## DATA EXCERPTS
··········

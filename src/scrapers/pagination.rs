use once_cell::sync::Lazy;
use scraper::{ElementRef, Html, Selector};
use tracing::{debug, info, warn};
use url::Url;

use super::fields::parse_selector;
use super::profile::{FieldName, SiteProfile};
use super::traits::PageFetcher;

static LINK_SELECTOR: Lazy<Selector> =
    Lazy::new(|| Selector::parse("a[href]").expect("valid link selector"));

/// One result page
pub struct Page {
    pub document: Html,
    /// Where the page was loaded from, when known
    pub url: Option<Url>,
}

/// Lazy, non-restartable sequence of result pages
pub struct PageTraversal<'p, F: PageFetcher> {
    profile: &'p SiteProfile,
    fetcher: F,
    current: Option<Page>,
    next_url: Option<Url>,
    pages_visited: usize,
}

impl<'p, F: PageFetcher> PageTraversal<'p, F> {
    pub fn new(document: Html, page_url: Option<Url>, profile: &'p SiteProfile, fetcher: F) -> Self {
        Self {
            profile,
            fetcher,
            current: Some(Page {
                document,
                url: page_url,
            }),
            next_url: None,
            pages_visited: 0,
        }
    }

    /// Number of pages yielded so far
    pub fn pages_visited(&self) -> usize {
        self.pages_visited
    }

    fn fetch(&mut self, url: Url) -> Option<Page> {
        info!(
            site = %self.profile.site_id(),
            page = self.pages_visited + 1,
            url = %url,
            fetcher = self.fetcher.name(),
            "Fetching next page"
        );
        match self.fetcher.fetch(&url) {
            Ok(source) => Some(Page {
                document: Html::parse_document(&source),
                url: Some(url),
            }),
            Err(e) => {
                warn!(
                    site = %self.profile.site_id(),
                    url = %url,
                    error = %format!("{:#}", e),
                    "Failed to fetch next page, stopping pagination"
                );
                None
            }
        }
    }

    /// Resolve the next-page link of `page`, if any
    fn next_link(&self, page: &Page) -> Option<Url> {
        let site = self.profile.site_id();
        let selector = self.profile.selector(FieldName::NextPage)?;
        let parsed = match parse_selector(selector) {
            Ok(parsed) => parsed,
            Err(e) => {
                debug!(site = %site, error = %e, "Next page selector unusable");
                return None;
            }
        };

        let Some(element) = page.document.select(&parsed).next() else {
            debug!(site = %site, "No next page link, last page reached");
            return None;
        };
        let href = link_href(element)?;

        let base = page.url.as_ref().or(self.profile.base_url());
        let resolved = match base {
            Some(base) => base.join(href),
            None => Url::parse(href),
        };
        match resolved {
            Ok(url) => Some(url),
            Err(e) => {
                debug!(site = %site, href = %href, error = %e, "Next page link not resolvable");
                None
            }
        }
    }
}

/// `href` of the element, or of the first link inside it
fn link_href(element: ElementRef<'_>) -> Option<&str> {
    element
        .value()
        .attr("href")
        .or_else(|| {
            element
                .select(&LINK_SELECTOR)
                .next()
                .and_then(|link| link.value().attr("href"))
        })
        .map(str::trim)
        .filter(|href| !href.is_empty() && !href.starts_with('#'))
}

impl<F: PageFetcher> Iterator for PageTraversal<'_, F> {
    type Item = Page;

    fn next(&mut self) -> Option<Page> {
        let page = match self.current.take() {
            Some(page) => page,
            None => {
                let url = self.next_url.take()?;
                self.fetch(url)?
            }
        };
        self.next_url = self.next_link(&page);
        self.pages_visited += 1;
        Some(page)
    }
}

#[cfg(test)]
mod tests {
    use super::*;
    use crate::scrapers::testing::StubFetcher;

    fn profile(next_page: &str) -> SiteProfile {
        SiteProfile::new(
            "demo",
            [
                (FieldName::AdWrapper, "li.ad"),
                (FieldName::Url, "a"),
                (FieldName::Price, ".price"),
                (FieldName::Area, ".area"),
                (FieldName::RoomsCount, ".rooms"),
                (FieldName::NextPage, next_page),
            ],
            "",
        )
        .unwrap()
    }

    fn page(marker: &str, next: Option<&str>) -> String {
        let next = next
            .map(|href| format!(r#"<nav class="pager"><a class="next" href="{href}">Suivant</a></nav>"#))
            .unwrap_or_default();
        format!(r#"<html><body><h1>{marker}</h1>{next}</body></html>"#)
    }

    fn marker(page: &Page) -> String {
        let h1 = Selector::parse("h1").unwrap();
        page.document.select(&h1).next().unwrap().text().collect()
    }

    #[test]
    fn test_follows_next_links_until_last_page() {
        let profile = profile("a.next");
        let mut fetcher = StubFetcher::new()
            .with_page("https://immo.example/list?page=2", page("two", Some("?page=3")))
            .with_page("https://immo.example/list?page=3", page("three", None));
        let start = Url::parse("https://immo.example/list?page=1").unwrap();
        let first = Html::parse_document(&page("one", Some("/list?page=2")));

        let mut traversal = PageTraversal::new(first, Some(start), &profile, &mut fetcher);
        let markers: Vec<String> = traversal.by_ref().map(|page| marker(&page)).collect();
        assert_eq!(markers, vec!["one", "two", "three"]);
        assert_eq!(traversal.pages_visited(), 3);
        drop(traversal);

        assert_eq!(
            fetcher.requested(),
            vec![
                "https://immo.example/list?page=2",
                "https://immo.example/list?page=3"
            ]
        );
    }

    #[test]
    fn test_next_page_is_fetched_lazily() {
        let profile = profile("a.next");
        let mut fetcher = StubFetcher::new().with_page("https://immo.example/2", page("two", None));
        let first = Html::parse_document(&page("one", Some("https://immo.example/2")));

        let mut traversal = PageTraversal::new(first, None, &profile, &mut fetcher);
        assert!(traversal.next().is_some());
        drop(traversal);
        assert!(fetcher.requested().is_empty());
    }

    #[test]
    fn test_empty_next_selector_visits_one_page() {
        let profile = profile("");
        let mut fetcher = StubFetcher::new();
        let first = Html::parse_document(&page("one", Some("https://immo.example/2")));

        let traversal = PageTraversal::new(first, None, &profile, &mut fetcher);
        assert_eq!(traversal.count(), 1);
        assert!(fetcher.requested().is_empty());
    }

    #[test]
    fn test_malformed_next_selector_ends_traversal() {
        let profile = profile("a..next");
        let mut fetcher = StubFetcher::new();
        let first = Html::parse_document(&page("one", Some("https://immo.example/2")));

        let traversal = PageTraversal::new(first, None, &profile, &mut fetcher);
        assert_eq!(traversal.count(), 1);
        assert!(fetcher.requested().is_empty());
    }

    #[test]
    fn test_container_selector_uses_inner_link() {
        let profile = profile("nav.pager").with_base_url("https://immo.example/").unwrap();
        let mut fetcher = StubFetcher::new().with_page("https://immo.example/p2", page("two", None));
        let first = Html::parse_document(&page("one", Some("p2")));

        let traversal = PageTraversal::new(first, None, &profile, &mut fetcher);
        assert_eq!(traversal.count(), 2);
    }

    #[test]
    fn test_relative_link_without_base_stops() {
        let profile = profile("a.next");
        let mut fetcher = StubFetcher::new();
        let first = Html::parse_document(&page("one", Some("/list?page=2")));

        let traversal = PageTraversal::new(first, None, &profile, &mut fetcher);
        assert_eq!(traversal.count(), 1);
    }

    #[test]
    fn test_fetch_failure_ends_traversal() {
        let profile = profile("a.next");
        let mut fetcher = StubFetcher::new();
        let first = Html::parse_document(&page("one", Some("https://immo.example/2")));

        let traversal = PageTraversal::new(first, None, &profile, &mut fetcher);
        assert_eq!(traversal.count(), 1);
        assert_eq!(fetcher.requested(), vec!["https://immo.example/2"]);
    }
}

··········

## REQUIREMENT
Produce an exact copy of every entry above.

## TASK OUTPUT
filename src/scrapers/pagination.rs
use once_cell::sync::Lazy;
use scraper::{ElementRef, Html, Selector};
use tracing::{debug, info, warn};
use url::Url;

use super::fields::parse_selector;
use super::profile::{FieldName, SiteProfile};
use super::traits::PageFetcher;

static LINK_SELECTOR: Lazy<Selector> =
    Lazy::new(|| Selector::parse("a[href]").expect("valid link selector"));

/// One result page
pub struct Page {
    pub document: Html,
    /// Where the page was loaded from, when known
    pub url: Option<Url>,
}

/// Lazy, non-restartable sequence of result pages
pub struct PageTraversal<'p, F: PageFetcher> {
    profile: &'p SiteProfile,
    fetcher: F,
    current: Option<Page>,
    next_url: Option<Url>,
    pages_visited: usize,
}

impl<'p, F: PageFetcher> PageTraversal<'p, F> {
    pub fn new(document: Html, page_url: Option<Url>, profile: &'p SiteProfile, fetcher: F) -> Self {
        Self {
            profile,
            fetcher,
            current: Some(Page {
                document,
                url: page_url,
            }),
            next_url: None,
            pages_visited: 0,
        }
    }

    /// Number of pages yielded so far
    pub fn pages_visited(&self) -> usize {
        self.pages_visited
    }

    fn fetch(&mut self, url: Url) -> Option<Page> {
        info!(
            site = %self.profile.site_id(),
            page = self.pages_visited + 1,
            url = %url,
            fetcher = self.fetcher.name(),
            "Fetching next page"
        );
        match self.fetcher.fetch(&url) {
            Ok(source) => Some(Page {
                document: Html::parse_document(&source),
                url: Some(url),
            }),
            Err(e) => {
                warn!(
                    site = %self.profile.site_id(),
                    url = %url,
                    error = %format!("{:#}", e),
                    "Failed to fetch next page, stopping pagination"
                );
                None
            }
        }
    }

    /// Resolve the next-page link of `page`, if any
    fn next_link(&self, page: &Page) -> Option<Url> {
        let site = self.profile.site_id();
        let selector = self.profile.selector(FieldName::NextPage)?;
        let parsed = match parse_selector(selector) {
            Ok(parsed) => parsed,
            Err(e) => {
                debug!(site = %site, error = %e, "Next page selector unusable");
                return None;
            }
        };

        let Some(element) = page.document.select(&parsed).next() else {
            debug!(site = %site, "No next page link, last page reached");
            return None;
        };
        let href = link_href(element)?;

        let base = page.url.as_ref().or(self.profile.base_url());
        let resolved = match base {
            Some(base) => base.join(href),
            None => Url::parse(href),
        };
        match resolved {
            Ok(url) => Some(url),
            Err(e) => {
                debug!(site = %site, href = %href, error = %e, "Next page link not resolvable");
                None
            }
        }
    }
}

/// `href` of the element, or of the first link inside it
fn link_href(element: ElementRef<'_>) -> Option<&str> {
    element
        .value()
        .attr("href")
        .or_else(|| {
            element
                .select(&LINK_SELECTOR)
                .next()
                .and_then(|link| link.value().attr("href"))
        })
        .map(str::trim)
        .filter(|href| !href.is_empty() && !href.starts_with('#'))
}

impl<F: PageFetcher> Iterator for PageTraversal<'_, F> {
    type Item = Page;

    fn next(&mut self) -> Option<Page> {
        let page = match self.current.take() {
            Some(page) => page,
            None => {
                let url = self.next_url.take()?;
                self.fetch(url)?
            }
        };
        self.next_url = self.next_link(&page);
        self.pages_visited += 1;
        Some(page)
    }
}

#[cfg(test)]
mod tests {
    use super::*;
    use crate::scrapers::testing::StubFetcher;

    fn profile(next_page: &str) -> SiteProfile {
        SiteProfile::new(
            "demo",
            [
                (FieldName::AdWrapper, "li.ad"),
                (FieldName::Url, "a"),
                (FieldName::Price, ".price"),
                (FieldName::Area, ".area"),
                (FieldName::RoomsCount, ".rooms"),
                (FieldName::NextPage, next_page),
            ],
            "",
        )
        .unwrap()
    }

    fn page(marker: &str, next: Option<&str>) -> String {
        let next = next
            .map(|href| format!(r#"<nav class="pager"><a class="next" href="{href}">Suivant</a></nav>"#))
            .unwrap_or_default();
        format!(r#"<html><body><h1>{marker}</h1>{next}</body></html>"#)
    }

    fn marker(page: &Page) -> String {
        let h1 = Selector::parse("h1").unwrap();
        page.document.select(&h1).next().unwrap().text().collect()
    }

    #[test]
    fn test_follows_next_links_until_last_page() {
        let profile = profile("a.next");
        let mut fetcher = StubFetcher::new()
            .with_page("https://immo.example/list?page=2", page("two", Some("?page=3")))
            .with_page("https://immo.example/list?page=3", page("three", None));
        let start = Url::parse("https://immo.example/list?page=1").unwrap();
        let first = Html::parse_document(&page("one", Some("/list?page=2")));

        let mut traversal = PageTraversal::new(first, Some(start), &profile, &mut fetcher);
        let markers: Vec<String> = traversal.by_ref().map(|page| marker(&page)).collect();
        assert_eq!(markers, vec!["one", "two", "three"]);
        assert_eq!(traversal.pages_visited(), 3);
        drop(traversal);

        assert_eq!(
            fetcher.requested(),
            vec![
                "https://immo.example/list?page=2",
                "https://immo.example/list?page=3"
            ]
        );
    }

    #[test]
    fn test_next_page_is_fetched_lazily() {
        let profile = profile("a.next");
        let mut fetcher = StubFetcher::new().with_page("https://immo.example/2", page("two", None));
        let first = Html::parse_document(&page("one", Some("https://immo.example/2")));

        let mut traversal = PageTraversal::new(first, None, &profile, &mut fetcher);
        assert!(traversal.next().is_some());
        drop(traversal);
        assert!(fetcher.requested().is_empty());
    }

    #[test]
    fn test_empty_next_selector_visits_one_page() {
        let profile = profile("");
        let mut fetcher = StubFetcher::new();
        let first = Html::parse_document(&page("one", Some("https://immo.example/2")));

        let traversal = PageTraversal::new(first, None, &profile, &mut fetcher);
        assert_eq!(traversal.count(), 1);
        assert!(fetcher.requested().is_empty());
    }

    #[test]
    fn test_malformed_next_selector_ends_traversal() {
        let profile = profile("a..next");
        let mut fetcher = StubFetcher::new();
        let first = Html::parse_document(&page("one", Some("https://immo.example/2")));

        let traversal = PageTraversal::new(first, None, &profile, &mut fetcher);
        assert_eq!(traversal.count(), 1);
        assert!(fetcher.requested().is_empty());
    }

    #[test]
    fn test_container_selector_uses_inner_link() {
        let profile = profile("nav.pager").with_base_url("https://immo.example/").unwrap();
        let mut fetcher = StubFetcher::new().with_page("https://immo.example/p2", page("two", None));
        let first = Html::parse_document(&page("one", Some("p2")));

        let traversal = PageTraversal::new(first, None, &profile, &mut fetcher);
        assert_eq!(traversal.count(), 2);
    }

    #[test]
    fn test_relative_link_without_base_stops() {
        let profile = profile("a.next");
        let mut fetcher = StubFetcher::new();
        let first = Html::parse_document(&page("one", Some("/list?page=2")));

        let traversal = PageTraversal::new(first, None, &profile, &mut fetcher);
        assert_eq!(traversal.count(), 1);
    }

    #[test]
    fn test_fetch_failure_ends_traversal() {
        let profile = profile("a.next");
        let mut fetcher = StubFetcher::new();
        let first = Html::parse_document(&page("one", Some("https://immo.example/2")));

        let traversal = PageTraversal::new(first, None, &profile, &mut fetcher);
        assert_eq!(traversal.count(), 1);
        assert_eq!(fetcher.requested(), vec!["https://immo.example/2"]);
    }
}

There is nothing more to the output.